Throwing Letters Together:
This isn’t my favorite way to create a word. My detail orientation kick in and I spend far too long moving letters around until I’m satisfied, but then I’m likely not going to be satisfied next time I log onto my computer.
However, this is a method that works for many people, so you need letter dice, cut up paper with a letter written on each (one for each letter of the alphabet), or a online letter generator like
I will be using the last one, but the principle is the same, you want a completely random string of letters. On I chose to have ten ‘strings’ (think words), ten letters long, with lowercase letters and each string should be unique.

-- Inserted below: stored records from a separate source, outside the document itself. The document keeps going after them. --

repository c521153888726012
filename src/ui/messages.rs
use std::fmt;

/// ANSI colors
const RESET: &str = "\x1b[0m";
const BOLD: &str = "\x1b[1m";

const FG_BLUE: &str = "\x1b[34m";
const FG_GREEN: &str = "\x1b[32m";
const FG_YELLOW: &str = "\x1b[33m";
const FG_RED: &str = "\x1b[31m";

/// Icons
const ICON_INFO: &str = "ℹ️";
const ICON_OK: &str = "✅";
const ICON_WARN: &str = "⚠️";
const ICON_ERR: &str = "❌";

pub fn info<T: fmt::Display>(msg: T) {
    println!("{}{}{} {}{}", FG_BLUE, BOLD, ICON_INFO, RESET, msg);
}

pub fn success<T: fmt::Display>(msg: T) {
    println!("{}{}{} {}{}", FG_GREEN, BOLD, ICON_OK, RESET, msg);
}

pub fn warning<T: fmt::Display>(msg: T) {
    println!("{}{}{} {}{}", FG_YELLOW, BOLD, ICON_WARN, RESET, msg);
}

pub fn error<T: fmt::Display>(msg: T) {
    eprintln!("{}{}{} {}{}", FG_RED, BOLD, ICON_ERR, RESET, msg);
}
pub mod add;
pub mod config;
pub mod edit;
pub mod init;
pub mod list;
pub mod log;
pub mod login;
pub mod show;

use crate::errors::AppResult;
use crate::store::record_store::RecordStore;
use crate::store::sqlite::SqliteStore;

/// Open the record store on the configured database. Every command goes
/// through here so the daily reset check runs on each invocation.
pub(crate) fn open_store(cfg: &crate::config::Config) -> AppResult<RecordStore> {
    let db = SqliteStore::open(&cfg.database)?;
    Ok(RecordStore::open(Box::new(db)))
}

/// Best-effort audit entry on a separate connection; never fatal.
pub(crate) fn audit(cfg: &crate::config::Config, operation: &str, target: &str, message: &str) {
    if let Ok(conn) = rusqlite::Connection::open(&cfg.database)
        && let Err(e) = crate::store::log::ttlog(&conn, operation, target, message)
    {
        eprintln!("⚠️ Failed to write internal log: {}", e);
    }
}
use predicates::prelude::PredicateBooleanExt;
use predicates::str::contains;

mod common;
use common::{init_db_with_data, pt, setup_test_db};

#[test]
fn test_init_creates_store() {
    let db_path = setup_test_db("cli_init");

    pt().args(["--db", &db_path, "--test", "init"])
        .assert()
        .success()
        .stdout(contains("Store initialized"));
}

#[test]
fn test_list_shows_bootstrap_records() {
    let db_path = setup_test_db("cli_list_bootstrap");

    pt().args(["--db", &db_path, "--test", "init"])
        .assert()
        .success();

    pt().args(["--db", &db_path, "--test", "list"])
        .assert()
        .success()
        .stdout(contains("Project records"))
        .stdout(contains("Aurora Home redesign"))
        .stdout(contains("Peak Gear speed audit"))
        .stdout(contains("Overdue"));
}

#[test]
fn test_add_and_list_new_record() {
    let db_path = setup_test_db("cli_add_list");
    init_db_with_data(&db_path);

    pt().args(["--db", &db_path, "--test", "list"])
        .assert()
        .success()
        .stdout(contains("Orbit landing page"))
        .stdout(contains("Orbit Labs"));
}

#[test]
fn test_add_with_future_deadline_shows_deadline_badge() {
    let db_path = setup_test_db("cli_future_deadline");

    pt().args(["--db", &db_path, "--test", "init"])
        .assert()
        .success();

    pt().args([
        "--db",
        &db_path,
        "--test",
        "add",
        "--project",
        "Evergreen support",
        "--client",
        "Evergreen",
        "--start",
        "2025-01-01",
        "--end",
        "2099-01-01",
    ])
    .assert()
    .success()
    .stdout(contains("Entry added for project 'Evergreen support'"));

    pt().args(["--db", &db_path, "--test", "list"])
        .assert()
        .success()
        .stdout(contains("Deadline in"));
}

#[test]
fn test_add_missing_required_fields_is_rejected() {
    let db_path = setup_test_db("cli_add_rejected");

    pt().args(["--db", &db_path, "--test", "init"])
        .assert()
        .success();

    pt().args([
        "--db",
        &db_path,
        "--test",
        "add",
        "--project",
        "Half-filled form",
    ])
    .assert()
    .failure()
    .stderr(contains("Client name is required"))
    .stderr(contains("Start Date is required"))
    .stderr(contains("End Date is required"));

    // Rejected submission must not have touched the collection.
    pt().args(["--db", &db_path, "--test", "list"])
        .assert()
        .success()
        .stdout(contains("Half-filled form").not());
}

#[test]
fn test_edit_field_and_show() {
    let db_path = setup_test_db("cli_edit_show");

    pt().args(["--db", &db_path, "--test", "init"])
        .assert()
        .success();

    pt().args(["--db", &db_path, "--test", "edit", "0", "status", "Completed"])
        .assert()
        .success()
        .stdout(contains("status updated for record 0"));

    pt().args(["--db", &db_path, "--test", "show", "0"])
        .assert()
        .success()
        .stdout(contains("Completed"));
}

#[test]
fn test_edit_date_field_takes_view_format() {
    let db_path = setup_test_db("cli_edit_date");

    pt().args(["--db", &db_path, "--test", "init"])
        .assert()
        .success();

    pt().args([
        "--db", &db_path, "--test", "edit", "0", "endDate", "2099-01-15",
    ])
    .assert()
    .success();

    // Stored day-first, shown day-first.
    pt().args(["--db", &db_path, "--test", "show", "0"])
        .assert()
        .success()
        .stdout(contains("15/01/2099"))
        .stdout(contains("2099-01-15").not());
}

#[test]
fn test_edit_unknown_field_fails() {
    let db_path = setup_test_db("cli_edit_unknown");

    pt().args(["--db", &db_path, "--test", "init"])
        .assert()
        .success();

    pt().args(["--db", &db_path, "--test", "edit", "0", "deadline", "x"])
        .assert()
        .failure()
        .stderr(contains("Unknown field"));
}

#[test]
fn test_edit_out_of_range_index_fails() {
    let db_path = setup_test_db("cli_edit_oob");

    pt().args(["--db", &db_path, "--test", "init"])
        .assert()
        .success();

    pt().args(["--db", &db_path, "--test", "edit", "99", "status", "Completed"])
        .assert()
        .failure()
        .stderr(contains("Invalid record index: 99"));
}

#[test]
fn test_login_with_seeded_credentials() {
    let db_path = setup_test_db("cli_login_ok");

    pt().args(["--db", &db_path, "--test", "init"])
        .assert()
        .success();

    pt().args([
        "--db",
        &db_path,
        "--test",
        "login",
        "--email",
        "admin@company.com",
        "--password",
        "admin123",
    ])
    .assert()
    .success()
    .stdout(contains("Welcome back"));
}

#[test]
fn test_login_with_wrong_password_fails() {
    let db_path = setup_test_db("cli_login_bad");

    pt().args(["--db", &db_path, "--test", "init"])
        .assert()
        .success();

    pt().args([
        "--db",
        &db_path,
        "--test",
        "login",
        "--email",
        "admin@company.com",
        "--password",
        "nope",
    ])
    .assert()
    .failure()
    .stderr(contains("Invalid email or password"));
}

#[test]
fn test_internal_log_records_operations() {
    let db_path = setup_test_db("cli_log");
    init_db_with_data(&db_path);

    pt().args(["--db", &db_path, "--test", "log", "--print"])
        .assert()
        .success()
        .stdout(contains("Internal log:"))
        .stdout(contains("init"))
        .stdout(contains("add"));
}

#[test]
fn test_show_out_of_range_index_fails() {
    let db_path = setup_test_db("cli_show_oob");

    pt().args(["--db", &db_path, "--test", "init"])
        .assert()
        .success();

    pt().args(["--db", &db_path, "--test", "show", "42"])
        .assert()
        .failure()
        .stderr(contains("Invalid record index: 42"));
}
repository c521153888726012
use crate::cli::commands::open_store;
use crate::cli::parser::Commands;
use crate::config::Config;
use crate::core::overdue;
use crate::errors::{AppError, AppResult};
use crate::models::field::ALL_FIELDS;
use crate::utils::colors::{RESET, color_for_severity, colorize_optional};
use crate::utils::formatting::{bold, pad_right};

/// Print every field of one record, plus the derived overdue line.
pub fn handle(cmd: &Commands, cfg: &Config) -> AppResult<()> {
    if let Commands::Show { index } = cmd {
        let store = open_store(cfg)?;
        let record = store.get(*index).ok_or(AppError::InvalidIndex(*index))?;

        println!("📋 Record {}:", index);
        println!();

        for field in ALL_FIELDS {
            let value = record.get(field);
            println!(
                "  {} {}",
                bold(&pad_right(field.key(), 20)),
                colorize_optional(&value)
            );
        }

        let badge = overdue::for_today(&record.end_date.to_storage());
        println!();
        println!(
            "  {} {}{}{}",
            bold(&pad_right("overdue", 20)),
            color_for_severity(&badge.severity),
            badge.text,
            RESET
        );
    }
    Ok(())
}
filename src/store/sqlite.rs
//! SQLite-backed key-value adapter (lightweight for CLI usage).

use crate::errors::AppResult;
use crate::store::adapter::StorageAdapter;
use crate::store::initialize::init_store;
use rusqlite::{Connection, OptionalExtension, params};
use std::path::Path;

pub struct SqliteStore {
    pub conn: Connection,
}

impl SqliteStore {
    /// Open (creating if needed) the store file and ensure the schema.
    pub fn open(path: &str) -> AppResult<Self> {
        let conn = Connection::open(Path::new(path))?;
        init_store(&conn)?;
        Ok(Self { conn })
    }
}

impl StorageAdapter for SqliteStore {
    fn load(&self, key: &str) -> AppResult<Option<String>> {
        let mut stmt = self.conn.prepare_cached("SELECT value FROM kv WHERE key = ?1")?;
        let value = stmt.query_row([key], |row| row.get::<_, String>(0)).optional()?;
        Ok(value)
    }

    fn save(&mut self, key: &str, value: &str) -> AppResult<()> {
        self.conn.execute(
            "INSERT OR REPLACE INTO kv (key, value) VALUES (?1, ?2)",
            params![key, value],
        )?;
        Ok(())
    }
}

My results were:
blijaucwsd ydtqntvszj xxtjxstkbm tpatazoqpl viccrxtvml wdoozdayfv agwsmgnsbu iyihqahygz vmiwagiosm zssilqobob
Well, those look weird. Okay, I’ll use the first one blijaucwsd as my example. So I like the sound of the beginning blijau, but because (to me) the ‘i’ looks strange beside the ‘j’ and the ‘l’ I’m going to drop the ‘l’ and my result is ‘bijau’
Use a Generator:
In this method, we are using a similar method to above, getting a random string of letters that could be a word, but we’re using a fantasy word specific generator. (use ‘simple interface’)
Both will generate long lists of words, using Rink Works I got this list:
Fidan Radrodo Ight’ton Ridelough Undlor Byshy Rayaw
Vorgarenth Honys Ildt Usk’ler
 So once again I’m going to take the first word, Fidan, and and change it around a little. Fidan, to me, sounds best with a long ‘a’ so I could write it as Fidān, and I want a long ‘I’ as well, so I might even write Feedān, or Fedān.
Go for a Specific Sound:
(Uh, not recommenced, but I’ve done it, whoops)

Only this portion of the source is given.